The 5 percent bonus that doctors receive for qualifying as an alternative payment model should be proportional to the amount of revenue generated under that different pay model, the report says. Currently, doctors only gain the bonus if they have a certain percentage of Medicare payments tied to an alternative payment model. The bar was 50 percent in 2021 and 2022, too high for some doctors and potentially leading many to avoid Medicare alternative payment models altogether.
The report also discusses a new, two-sided risk model for ACOs that would offer higher rewards for saving money. Under the model, doctors would be penalized for failing to cut spending proportional to the bill for his or her services alone, and not the total medical bill. Since only about 15 percent of Medicare spending goes to doctors, clinicians have limited influence on ACO spending, which has made many hesitant to join the organizations.
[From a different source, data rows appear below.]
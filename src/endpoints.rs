//! The API endpoints URIs.
//!
//! For endpoints that take a parameter, e.g., '/api/accounts/{account_id}', use [format_endpoint].

/// The route to request a cup of coffee (experimental).
pub const COFFEE: &str = "/api/coffee";
/// The route for registering a new user.
pub const REGISTER: &str = "/api/auth/register";
/// The route for logging in a user.
pub const LOG_IN: &str = "/api/auth/login";
/// The route for getting the logged-in user.
pub const CURRENT_USER: &str = "/api/auth/user";
/// The route to list and create accounts.
pub const ACCOUNTS: &str = "/api/accounts";
/// The route to access a single account.
pub const ACCOUNT: &str = "/api/accounts/{account_id}";
/// The route to sync an account with its bank.
pub const ACCOUNT_SYNC: &str = "/api/accounts/{account_id}/sync";
/// The route to list the transactions of an account.
pub const ACCOUNT_TRANSACTIONS: &str = "/api/transactions/account/{account_id}";
/// The route to create transactions.
pub const TRANSACTIONS: &str = "/api/transactions";
/// The route to access a single transaction.
pub const TRANSACTION: &str = "/api/transactions/{transaction_id}";
/// The route to list and create goals.
pub const GOALS: &str = "/api/goals";
/// The route to access a single goal.
pub const GOAL: &str = "/api/goals/{goal_id}";
/// The route to add money to a goal.
pub const GOAL_CONTRIBUTE: &str = "/api/goals/{goal_id}/contribute";

/// Replace the parameter in `endpoint_path` with `id`.
///
/// A parameter is a string that starts with a left brace and ends with a right brace.
/// For example, in the endpoint path '/api/goals/{goal_id}', '{goal_id}' is the parameter.
///
/// Only the first parameter is replaced. If no parameter is found in `endpoint_path`,
/// the function returns the original `endpoint_path`.
pub fn format_endpoint(endpoint_path: &str, id: i64) -> String {
    let Some(param_start) = endpoint_path.find('{') else {
        return endpoint_path.to_owned();
    };

    let param_end = endpoint_path[param_start..]
        .find('}')
        .map_or(endpoint_path.len(), |offset| param_start + offset + 1);

    format!(
        "{}{}{}",
        &endpoint_path[..param_start],
        id,
        &endpoint_path[param_end..]
    )
}

// These tests are here so that we know when we call `Uri::from_shared` it will not panic.
#[cfg(test)]
mod endpoints_tests {
    use axum::http::Uri;

    use crate::endpoints;

    use super::format_endpoint;

    #[track_caller]
    fn assert_endpoint_is_valid_uri(uri: &str) {
        assert!(uri.parse::<Uri>().is_ok(), "{uri} is not a valid URI");
    }

    #[test]
    fn endpoints_are_valid_uris() {
        assert_endpoint_is_valid_uri(endpoints::COFFEE);
        assert_endpoint_is_valid_uri(endpoints::REGISTER);
        assert_endpoint_is_valid_uri(endpoints::LOG_IN);
        assert_endpoint_is_valid_uri(endpoints::CURRENT_USER);
        assert_endpoint_is_valid_uri(endpoints::ACCOUNTS);
        assert_endpoint_is_valid_uri(&format_endpoint(endpoints::ACCOUNT, 1));
        assert_endpoint_is_valid_uri(&format_endpoint(endpoints::ACCOUNT_SYNC, 1));
        assert_endpoint_is_valid_uri(&format_endpoint(endpoints::ACCOUNT_TRANSACTIONS, 1));
        assert_endpoint_is_valid_uri(endpoints::TRANSACTIONS);
        assert_endpoint_is_valid_uri(&format_endpoint(endpoints::TRANSACTION, 1));
        assert_endpoint_is_valid_uri(endpoints::GOALS);
        assert_endpoint_is_valid_uri(&format_endpoint(endpoints::GOAL, 1));
        assert_endpoint_is_valid_uri(&format_endpoint(endpoints::GOAL_CONTRIBUTE, 1));
    }

    #[test]
    fn format_endpoint_replaces_parameter() {
        assert_eq!(
            format_endpoint(endpoints::ACCOUNT_SYNC, 42),
            "/api/accounts/42/sync"
        );
    }

    #[test]
    fn format_endpoint_without_parameter_is_unchanged() {
        assert_eq!(format_endpoint(endpoints::GOALS, 42), endpoints::GOALS);
    }

    #[test]
    fn format_endpoint_with_unclosed_parameter_replaces_rest() {
        assert_eq!(format_endpoint("/api/goals/{goal_id", 3), "/api/goals/3");
    }
}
GAO: VA Pharmacy System Needs Additional Capabilities
In a new report, GAO examined the VA’s acquisition and use of a pharmacy system. GAO found that the VA’s pharmacy system capabilities align with three of six identified health care industry practices. Specifically, the pharmacy system (1) provides the ability to order medications electronically, (2) enables prescription checks for drug-to-drug and drug-allergy interactions and (3) tracks the dispensing of controlled prescription drugs. However, the pharmacy system lacks capabilities that align with three other practices that could enhance its usefulness.
GAO made six recommendations including that VA update its pharmacy system to view and receive complete medication data, assess the impact of interoperability and implement additional industry practices. VA generally concurred with GAO’s six recommendations.
For more information, click here.
CMS Reports: High Costs, Lack of Affordability Most Common Factors That Lead Consumers to Cancel Health Insurance Coverage
On June 12, CMS published two reports, the Effectuated Enrollment report and The Health Insurance Exchanges Trends report. These reports show that after selecting a plan on the exchanges during the open season that ended Jan. 31, 2017, less than two months later nearly 2 million people had not paid their insurance premium to effectuate and maintain their health coverage. This number will be adjusted for individuals who effectuate their coverage in March 2017. Exit survey data also contained in the reports indicate that cost is the top reason cited for ending their coverage. Taken together, these reports provide a better understanding of why consumers are leaving the exchanges.
The Effectuated Enrollment Report shows that 12.2 million individuals selected a plan at the end of open enrollment, but only 10.3 million followed through to pay the premiums necessary to maintain coverage as of March 15, 2017. This means 1.9 million people had not paid or did not continue paying for the insurance coverage they selected on the exchange. Additional individuals may effectuate coverage for March of 2017.
The Health Insurance Exchanges Trends Report shows exit survey data from consumers who canceled or terminated their 2017 health plans selected on the exchange during the open enrollment. Specifically, the report indicates that cost and affordability impact consumer decisions to pay for health coverage.